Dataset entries
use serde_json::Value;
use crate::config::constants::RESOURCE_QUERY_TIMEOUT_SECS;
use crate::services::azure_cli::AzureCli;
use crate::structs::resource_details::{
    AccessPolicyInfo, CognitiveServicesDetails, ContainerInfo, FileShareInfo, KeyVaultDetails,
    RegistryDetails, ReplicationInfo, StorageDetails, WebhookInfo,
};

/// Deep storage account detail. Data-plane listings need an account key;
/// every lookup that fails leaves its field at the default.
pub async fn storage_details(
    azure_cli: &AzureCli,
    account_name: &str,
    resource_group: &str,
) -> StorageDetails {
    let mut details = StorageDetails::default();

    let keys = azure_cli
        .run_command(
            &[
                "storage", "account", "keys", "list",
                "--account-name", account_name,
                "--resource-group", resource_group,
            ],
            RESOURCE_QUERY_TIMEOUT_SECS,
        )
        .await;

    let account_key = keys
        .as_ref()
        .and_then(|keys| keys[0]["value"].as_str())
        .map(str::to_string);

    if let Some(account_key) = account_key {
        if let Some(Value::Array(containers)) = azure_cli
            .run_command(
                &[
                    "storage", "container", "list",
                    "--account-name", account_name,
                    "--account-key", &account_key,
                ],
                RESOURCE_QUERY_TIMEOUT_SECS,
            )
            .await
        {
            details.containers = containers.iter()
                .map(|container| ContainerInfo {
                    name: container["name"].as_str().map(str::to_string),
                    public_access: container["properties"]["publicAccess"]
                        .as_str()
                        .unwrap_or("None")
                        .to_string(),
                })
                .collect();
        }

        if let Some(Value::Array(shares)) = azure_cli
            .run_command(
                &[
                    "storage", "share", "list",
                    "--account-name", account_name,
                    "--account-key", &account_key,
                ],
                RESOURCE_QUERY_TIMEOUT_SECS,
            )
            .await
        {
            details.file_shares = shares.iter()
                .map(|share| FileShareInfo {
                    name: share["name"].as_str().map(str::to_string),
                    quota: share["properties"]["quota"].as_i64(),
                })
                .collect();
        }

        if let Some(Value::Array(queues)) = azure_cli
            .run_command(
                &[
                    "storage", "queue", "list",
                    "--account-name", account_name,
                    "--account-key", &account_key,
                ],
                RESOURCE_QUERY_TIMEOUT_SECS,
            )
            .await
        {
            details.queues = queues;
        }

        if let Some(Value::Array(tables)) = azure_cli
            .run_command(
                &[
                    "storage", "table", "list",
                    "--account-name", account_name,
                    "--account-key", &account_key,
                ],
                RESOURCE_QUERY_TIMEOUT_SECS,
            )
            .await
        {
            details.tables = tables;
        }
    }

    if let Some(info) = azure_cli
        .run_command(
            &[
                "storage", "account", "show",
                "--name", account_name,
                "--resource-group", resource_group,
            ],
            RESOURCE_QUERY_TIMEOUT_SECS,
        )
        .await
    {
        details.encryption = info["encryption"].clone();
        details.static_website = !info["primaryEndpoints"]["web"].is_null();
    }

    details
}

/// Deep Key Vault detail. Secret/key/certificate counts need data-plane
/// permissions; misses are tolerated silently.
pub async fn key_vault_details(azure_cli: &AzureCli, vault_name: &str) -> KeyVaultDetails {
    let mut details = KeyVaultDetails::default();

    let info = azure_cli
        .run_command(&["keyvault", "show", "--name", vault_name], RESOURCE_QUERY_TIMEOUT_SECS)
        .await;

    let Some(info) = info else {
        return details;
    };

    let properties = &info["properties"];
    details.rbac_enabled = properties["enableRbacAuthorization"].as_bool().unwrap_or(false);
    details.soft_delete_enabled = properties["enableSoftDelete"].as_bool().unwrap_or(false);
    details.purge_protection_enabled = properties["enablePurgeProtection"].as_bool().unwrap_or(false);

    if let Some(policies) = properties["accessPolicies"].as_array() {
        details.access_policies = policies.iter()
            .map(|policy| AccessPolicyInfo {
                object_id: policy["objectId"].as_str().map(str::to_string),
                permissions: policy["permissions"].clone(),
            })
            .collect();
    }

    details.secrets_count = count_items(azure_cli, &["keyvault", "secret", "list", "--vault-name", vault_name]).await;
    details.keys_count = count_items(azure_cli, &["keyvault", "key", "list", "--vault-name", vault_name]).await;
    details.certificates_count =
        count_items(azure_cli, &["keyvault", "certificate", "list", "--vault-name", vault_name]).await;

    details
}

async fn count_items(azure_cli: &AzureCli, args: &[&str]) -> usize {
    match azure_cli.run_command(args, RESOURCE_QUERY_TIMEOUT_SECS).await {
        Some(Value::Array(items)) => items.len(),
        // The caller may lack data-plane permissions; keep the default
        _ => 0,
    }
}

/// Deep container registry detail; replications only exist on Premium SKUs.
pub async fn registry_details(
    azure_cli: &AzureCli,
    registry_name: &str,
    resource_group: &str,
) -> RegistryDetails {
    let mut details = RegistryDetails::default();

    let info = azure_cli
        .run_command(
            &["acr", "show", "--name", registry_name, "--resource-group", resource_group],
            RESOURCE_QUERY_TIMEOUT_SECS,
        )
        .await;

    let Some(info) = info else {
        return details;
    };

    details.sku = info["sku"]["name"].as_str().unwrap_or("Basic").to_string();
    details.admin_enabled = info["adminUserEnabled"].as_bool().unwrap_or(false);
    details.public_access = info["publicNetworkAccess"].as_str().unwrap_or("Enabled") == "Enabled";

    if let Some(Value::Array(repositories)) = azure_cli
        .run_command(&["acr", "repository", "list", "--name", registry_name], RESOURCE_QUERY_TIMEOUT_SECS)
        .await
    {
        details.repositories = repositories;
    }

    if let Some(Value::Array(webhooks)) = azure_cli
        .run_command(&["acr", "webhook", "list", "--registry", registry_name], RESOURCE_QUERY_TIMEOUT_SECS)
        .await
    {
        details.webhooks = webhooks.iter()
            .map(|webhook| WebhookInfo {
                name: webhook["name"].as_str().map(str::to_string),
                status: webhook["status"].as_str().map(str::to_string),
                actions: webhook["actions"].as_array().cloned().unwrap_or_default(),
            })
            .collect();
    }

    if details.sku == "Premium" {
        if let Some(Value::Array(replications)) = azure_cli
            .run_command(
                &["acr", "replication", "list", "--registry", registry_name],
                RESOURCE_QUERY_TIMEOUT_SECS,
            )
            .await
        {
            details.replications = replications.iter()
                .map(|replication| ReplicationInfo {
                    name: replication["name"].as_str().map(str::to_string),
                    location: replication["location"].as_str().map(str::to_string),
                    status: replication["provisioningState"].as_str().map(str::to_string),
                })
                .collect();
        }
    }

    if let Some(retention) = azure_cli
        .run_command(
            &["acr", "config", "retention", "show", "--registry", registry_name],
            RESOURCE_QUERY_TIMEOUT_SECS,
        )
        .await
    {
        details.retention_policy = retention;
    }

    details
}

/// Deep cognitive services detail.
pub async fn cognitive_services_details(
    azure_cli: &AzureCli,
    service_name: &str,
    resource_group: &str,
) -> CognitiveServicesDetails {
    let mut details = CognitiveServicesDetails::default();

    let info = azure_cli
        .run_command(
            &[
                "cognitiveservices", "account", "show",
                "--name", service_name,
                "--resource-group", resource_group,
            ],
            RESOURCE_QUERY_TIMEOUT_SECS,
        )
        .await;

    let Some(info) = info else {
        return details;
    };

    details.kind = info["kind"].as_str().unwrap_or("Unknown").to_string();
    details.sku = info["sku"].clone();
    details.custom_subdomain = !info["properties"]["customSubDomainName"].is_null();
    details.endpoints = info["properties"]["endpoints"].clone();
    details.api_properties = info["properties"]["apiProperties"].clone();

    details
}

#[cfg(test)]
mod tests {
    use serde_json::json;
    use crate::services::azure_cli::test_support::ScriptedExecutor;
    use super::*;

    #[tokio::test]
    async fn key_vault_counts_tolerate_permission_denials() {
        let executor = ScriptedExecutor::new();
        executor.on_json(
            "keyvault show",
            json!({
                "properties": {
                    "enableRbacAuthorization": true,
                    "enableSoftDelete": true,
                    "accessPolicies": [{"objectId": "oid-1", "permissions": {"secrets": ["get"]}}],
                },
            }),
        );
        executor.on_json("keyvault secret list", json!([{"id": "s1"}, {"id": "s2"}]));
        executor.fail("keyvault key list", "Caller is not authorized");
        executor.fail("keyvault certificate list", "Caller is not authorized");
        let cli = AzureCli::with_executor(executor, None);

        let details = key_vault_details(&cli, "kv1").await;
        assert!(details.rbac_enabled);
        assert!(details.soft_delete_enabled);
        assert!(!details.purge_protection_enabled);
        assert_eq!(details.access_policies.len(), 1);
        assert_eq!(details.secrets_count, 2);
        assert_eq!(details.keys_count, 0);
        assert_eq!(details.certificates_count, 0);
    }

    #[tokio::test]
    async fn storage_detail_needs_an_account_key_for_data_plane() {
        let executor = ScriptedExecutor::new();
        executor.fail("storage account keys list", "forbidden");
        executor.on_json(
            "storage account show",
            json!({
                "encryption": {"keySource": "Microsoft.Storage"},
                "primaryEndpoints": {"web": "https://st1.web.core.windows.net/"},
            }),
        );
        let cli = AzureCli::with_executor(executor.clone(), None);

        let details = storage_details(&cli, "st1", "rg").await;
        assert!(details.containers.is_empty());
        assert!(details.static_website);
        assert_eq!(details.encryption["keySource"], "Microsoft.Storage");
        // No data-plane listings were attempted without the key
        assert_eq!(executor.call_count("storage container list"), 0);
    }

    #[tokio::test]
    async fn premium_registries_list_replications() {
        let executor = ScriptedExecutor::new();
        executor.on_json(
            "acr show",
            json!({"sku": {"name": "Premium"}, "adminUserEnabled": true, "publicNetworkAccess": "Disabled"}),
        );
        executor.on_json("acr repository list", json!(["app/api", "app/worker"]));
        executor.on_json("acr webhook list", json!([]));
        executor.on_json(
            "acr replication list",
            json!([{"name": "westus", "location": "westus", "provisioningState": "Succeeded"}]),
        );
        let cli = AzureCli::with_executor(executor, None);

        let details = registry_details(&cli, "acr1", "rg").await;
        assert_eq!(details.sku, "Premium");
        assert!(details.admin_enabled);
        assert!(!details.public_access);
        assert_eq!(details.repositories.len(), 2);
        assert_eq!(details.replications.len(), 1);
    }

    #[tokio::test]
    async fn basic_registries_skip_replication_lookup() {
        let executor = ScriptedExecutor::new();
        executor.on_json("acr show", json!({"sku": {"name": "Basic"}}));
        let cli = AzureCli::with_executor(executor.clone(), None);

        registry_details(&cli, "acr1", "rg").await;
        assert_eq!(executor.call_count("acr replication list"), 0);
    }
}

* * *

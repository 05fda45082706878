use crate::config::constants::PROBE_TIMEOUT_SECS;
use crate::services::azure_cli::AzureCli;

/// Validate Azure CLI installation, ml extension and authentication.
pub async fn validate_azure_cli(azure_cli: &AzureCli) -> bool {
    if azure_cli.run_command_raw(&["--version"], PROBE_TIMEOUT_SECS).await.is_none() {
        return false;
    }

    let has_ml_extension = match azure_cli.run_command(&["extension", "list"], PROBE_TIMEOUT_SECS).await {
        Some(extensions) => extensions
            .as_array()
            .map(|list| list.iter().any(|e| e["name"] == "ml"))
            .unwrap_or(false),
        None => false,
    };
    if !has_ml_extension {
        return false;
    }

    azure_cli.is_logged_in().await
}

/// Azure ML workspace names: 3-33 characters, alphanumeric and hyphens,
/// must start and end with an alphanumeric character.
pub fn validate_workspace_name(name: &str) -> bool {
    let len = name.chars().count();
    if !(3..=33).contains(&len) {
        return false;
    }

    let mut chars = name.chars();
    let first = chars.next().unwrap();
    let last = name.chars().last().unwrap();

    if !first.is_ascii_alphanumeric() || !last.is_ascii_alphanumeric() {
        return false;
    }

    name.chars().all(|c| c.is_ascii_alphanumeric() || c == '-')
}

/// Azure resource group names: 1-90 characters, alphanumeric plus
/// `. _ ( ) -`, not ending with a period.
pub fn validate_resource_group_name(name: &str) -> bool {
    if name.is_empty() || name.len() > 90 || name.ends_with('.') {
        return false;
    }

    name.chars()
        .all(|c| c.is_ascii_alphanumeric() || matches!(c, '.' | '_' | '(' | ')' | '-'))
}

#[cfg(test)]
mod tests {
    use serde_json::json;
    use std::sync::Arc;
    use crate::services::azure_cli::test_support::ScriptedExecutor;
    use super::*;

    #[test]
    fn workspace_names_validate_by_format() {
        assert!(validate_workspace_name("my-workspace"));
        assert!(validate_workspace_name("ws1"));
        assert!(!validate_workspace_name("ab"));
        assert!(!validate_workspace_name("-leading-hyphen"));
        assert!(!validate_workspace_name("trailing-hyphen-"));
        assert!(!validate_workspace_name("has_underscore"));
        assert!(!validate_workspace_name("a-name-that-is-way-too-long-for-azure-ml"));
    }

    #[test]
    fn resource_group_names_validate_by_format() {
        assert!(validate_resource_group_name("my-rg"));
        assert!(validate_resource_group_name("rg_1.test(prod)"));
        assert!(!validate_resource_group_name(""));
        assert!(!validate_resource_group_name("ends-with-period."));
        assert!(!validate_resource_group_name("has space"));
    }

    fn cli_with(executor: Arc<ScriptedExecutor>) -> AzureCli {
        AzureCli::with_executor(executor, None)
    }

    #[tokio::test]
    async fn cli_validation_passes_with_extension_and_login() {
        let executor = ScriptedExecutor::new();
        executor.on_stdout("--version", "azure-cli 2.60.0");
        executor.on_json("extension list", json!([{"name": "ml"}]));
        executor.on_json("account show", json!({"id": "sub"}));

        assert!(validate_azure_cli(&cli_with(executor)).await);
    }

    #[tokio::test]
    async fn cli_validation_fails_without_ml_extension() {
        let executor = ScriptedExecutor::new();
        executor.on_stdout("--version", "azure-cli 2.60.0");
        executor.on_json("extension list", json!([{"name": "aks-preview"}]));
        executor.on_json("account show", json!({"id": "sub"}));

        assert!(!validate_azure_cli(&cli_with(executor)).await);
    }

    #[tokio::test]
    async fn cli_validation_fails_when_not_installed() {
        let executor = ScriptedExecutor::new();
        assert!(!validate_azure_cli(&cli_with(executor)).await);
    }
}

Instructions to follow: Copy out each line of the records that holds the string "RegistryDetails".

Response for this exercise:
    RegistryDetails, ReplicationInfo, StorageDetails, WebhookInfo,
) -> RegistryDetails {
    let mut details = RegistryDetails::default();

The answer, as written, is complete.